A teacher does not merely sample from the world. A teacher sequences the world.

Human education works this way. We do not teach calculus by sampling uniformly from all mathematical text. We build prerequisites, introduce notation, choose examples that expose structure, vary one factor at a time, test transfer, and then use the newly formed abstraction to compress the next layer.

LLM pretraining often asks the model to infer the curriculum from the same stream it is supposed to learn from. That is an extraordinary burden.

A more powerful training loop would train the model for some interval, probe what skills and abstractions have formed, identify mastered and frontier regions, select examples that extend those abstractions, maintain enough broad replay to preserve coverage, and repeat.

The model should learn. The sampler should learn too.


6. What would count as a real breakthrough?

The hard part is measuring which examples are pedagogically useful.

Loss is easy to measure. Abstraction is not.

A high-loss example may be useful, or it may be noise. An easy example may be redundant, or it may be the missing bridge that stabilizes a new concept. A rare example may be unimportant, or it may unlock an entire class.

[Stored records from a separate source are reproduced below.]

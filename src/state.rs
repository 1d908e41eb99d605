use std::sync::Arc;

use crate::{
    clients::{EmailDispatcher, IdentityClient},
    config::AppConfig,
    repository::Store,
};

#[derive(Clone)]
pub struct AppState {
    pub config: Arc<AppConfig>,
    pub store: Store,
    pub identity: Arc<dyn IdentityClient>,
    pub mailer: Arc<dyn EmailDispatcher>,
}
use chrono::Duration;
use uuid::Uuid;

use crate::{
    audit::log_audit,
    dto::campaigns::{CampaignList, CreateCampaignRequest, UpdateCampaignRequest},
    error::{AppError, AppResult},
    middleware::auth::{AuthUser, ensure_owner},
    models::{Business, Campaign},
    repository::CampaignQuery,
    response::{ApiResponse, Meta},
    routes::params::{PageWindow, int_param},
    services::{
        campaign_filter::{CampaignFilter, QueryMap},
        campaign_sort::parse_sort,
        now,
    },
    state::AppState,
    validation::validate_name,
};

const DEFAULT_PAGE_SIZE: i64 = 20;

async fn require_business(state: &AppState, id: Uuid) -> AppResult<Business> {
    state
        .store
        .businesses
        .find_business(id)
        .await?
        .ok_or_else(|| AppError::not_found("Business"))
}

async fn require_category(state: &AppState, id: Uuid) -> AppResult<()> {
    state
        .store
        .categories
        .find_category(id)
        .await?
        .map(|_| ())
        .ok_or_else(|| AppError::not_found("Category"))
}

fn ensure_dates(campaign: &Campaign) -> AppResult<()> {
    if campaign.start_date > campaign.end_date {
        return Err(AppError::bad_request(
            "start_date must not be after end_date",
        ));
    }
    Ok(())
}

pub async fn create_campaign(
    state: &AppState,
    user: &AuthUser,
    payload: CreateCampaignRequest,
) -> AppResult<ApiResponse<Campaign>> {
    let name = validate_name("name", &payload.name)?;
    if payload.start_date > payload.end_date {
        return Err(AppError::bad_request(
            "start_date must not be after end_date",
        ));
    }

    require_category(state, payload.category_id).await?;
    let business = require_business(state, payload.business_id).await?;
    ensure_owner(user, business.owner_id)?;

    let timestamp = now();
    let campaign = state
        .store
        .campaigns
        .insert_campaign(Campaign {
            id: Uuid::new_v4(),
            name,
            description: payload.description,
            start_date: payload.start_date,
            end_date: payload.end_date,
            category_id: payload.category_id,
            business_id: payload.business_id,
            active: payload.active.unwrap_or(true),
            created_at: timestamp,
            last_update: timestamp,
        })
        .await?;

    log_audit(
        state,
        Some(user.user_id),
        "campaign_create",
        Some("campaigns"),
        Some(serde_json::json!({ "campaign_id": campaign.id })),
    )
    .await;

    Ok(ApiResponse::success(
        "Campaign created",
        campaign,
        Some(Meta::empty()),
    ))
}

pub async fn get_campaign(state: &AppState, id: Uuid) -> AppResult<ApiResponse<Campaign>> {
    let campaign = state
        .store
        .campaigns
        .find_campaign(id)
        .await?
        .ok_or_else(|| AppError::not_found("Campaign"))?;
    Ok(ApiResponse::success("Campaign", campaign, None))
}

pub async fn list_campaigns(
    state: &AppState,
    params: &QueryMap,
) -> AppResult<ApiResponse<CampaignList>> {
    let filter = CampaignFilter::from_params(params)?;
    let sort = parse_sort(params.get("sort").map(String::as_str))?;
    let window = PageWindow::new(
        int_param(params.get("page"), "page")?,
        int_param(params.get("size"), "size")?,
        DEFAULT_PAGE_SIZE,
    )?;

    let query = CampaignQuery {
        filter,
        sort,
        page: window.page,
        size: window.size,
    };
    let (items, total) = state.store.campaigns.list_campaigns(&query).await?;

    let meta = Meta::new(window.page as i64, window.size as i64, total as i64);
    Ok(ApiResponse::success(
        "Campaigns",
        CampaignList { items },
        Some(meta),
    ))
}

/// Partial update guarded by the `last_update` token.
pub async fn update_campaign(
    state: &AppState,
    user: &AuthUser,
    id: Uuid,
    payload: UpdateCampaignRequest,
) -> AppResult<ApiResponse<Campaign>> {
    let stored = state
        .store
        .campaigns
        .find_campaign(id)
        .await?
        .ok_or_else(|| AppError::not_found("Campaign"))?;

    let owner = require_business(state, stored.business_id).await?;
    ensure_owner(user, owner.owner_id)?;

    if let Some(seen) = payload.last_update {
        if seen != stored.last_update {
            return Err(AppError::Conflict(
                "campaign was modified by someone else, reload and retry".into(),
            ));
        }
    }

    if let Some(category_id) = payload.category_id {
        require_category(state, category_id).await?;
    }
    if let Some(business_id) = payload.business_id {
        if business_id != stored.business_id {
            let target = require_business(state, business_id).await?;
            ensure_owner(user, target.owner_id)?;
        }
    }

    let mut updated = stored.clone();
    if let Some(name) = payload.name.as_deref() {
        updated.name = validate_name("name", name)?;
    }
    if let Some(description) = payload.description {
        updated.description = Some(description);
    }
    if let Some(start_date) = payload.start_date {
        updated.start_date = start_date;
    }
    if let Some(end_date) = payload.end_date {
        updated.end_date = end_date;
    }
    if let Some(category_id) = payload.category_id {
        updated.category_id = category_id;
    }
    if let Some(business_id) = payload.business_id {
        updated.business_id = business_id;
    }
    if let Some(active) = payload.active {
        updated.active = active;
    }
    ensure_dates(&updated)?;

    if updated == stored {
        return Ok(ApiResponse::success(
            "Campaign unchanged",
            stored,
            Some(Meta::empty()),
        ));
    }

    // the token must move even when the clock has not
    updated.last_update = now().max(stored.last_update + Duration::microseconds(1));
    let campaign = state.store.campaigns.update_campaign(updated).await?;

    log_audit(
        state,
        Some(user.user_id),
        "campaign_update",
        Some("campaigns"),
        Some(serde_json::json!({ "campaign_id": campaign.id })),
    )
    .await;

    Ok(ApiResponse::success(
        "Campaign updated",
        campaign,
        Some(Meta::empty()),
    ))
}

So the target is not simply "train on the hardest examples." It is to find examples with high abstraction yield: examples that make future examples easier to learn.

An example has high abstraction yield if training on it reduces loss across a cluster, improves transfer to held-out variations of the same rule, connects two previously separate representation regions, clarifies a concept boundary, or turns many memorized cases into one compressed rule.

A real breakthrough would not simply produce a better benchmark number. It would show that after discovering an abstraction, the model learns related cases faster.

The clean experiment is not to start with frontier LLMs. Start where the true abstractions are known: modular arithmetic, compositional grammars, symbolic programs, sparse polynomials, and small games. Fit the early IID learning curve. Then introduce a teacher whose curriculum is conditioned on what the student has actually formed, not on the true abstraction known in advance. A real bend would not be a one-time jump; it would be a sustained trajectory that beats the early power-law extrapolation because related cases become cheaper after structure is discovered.

The decisive question is not whether final accuracy improves. It is whether learning one abstraction reduces the sample or compute required to learn a family of related cases. After structure is found, does the next region become cheaper?

If the model merely gets better at the same rate, we have a shift.

If learning one abstraction makes a family of future examples cheaper, we have the beginning of compounding.

A fixed sampler gives us power-law refinement.

A learned sampler gives us curriculum.

An abstraction-aware sampler may give us compounding.

That is the difference between training a model and training a learner.


Papers this essay is thinking with

Kaplan et al., "Scaling Laws for Neural Language Models". Important because it made the straightness of language-model scaling curves practically unavoidable.

Hestness et al., "Deep Learning Scaling is Predictable, Empirically". Important because it showed similar power-law behavior across several domains and observed that model improvements often shift error curves more than change exponents.

Michaud et al., "The Quantization Model of Neural Scaling". Useful because it shows how many discrete learned skills can aggregate into a smooth power law.

Sorscher et al., "Beyond Neural Scaling Laws: Beating Power Law Scaling via Data Pruning". Crucial because it demonstrates that better data selection can, in theory, break beyond power-law dataset scaling and potentially approach exponential scaling; it also reports better-than-power-law scaling in practice on ResNets trained on CIFAR-10, SVHN, and ImageNet.

DoReMi, Data Mixing Laws, RegMix, MATES, and OLMo-style curriculum work. Useful because they show the field moving from data as passive fuel toward data as an optimized control surface.

Grokking work. Important as a counterexample to any simplistic claim that neural networks never discover structure. They can; the open question is whether they can do so generally enough to change frontier-scale learning regimes.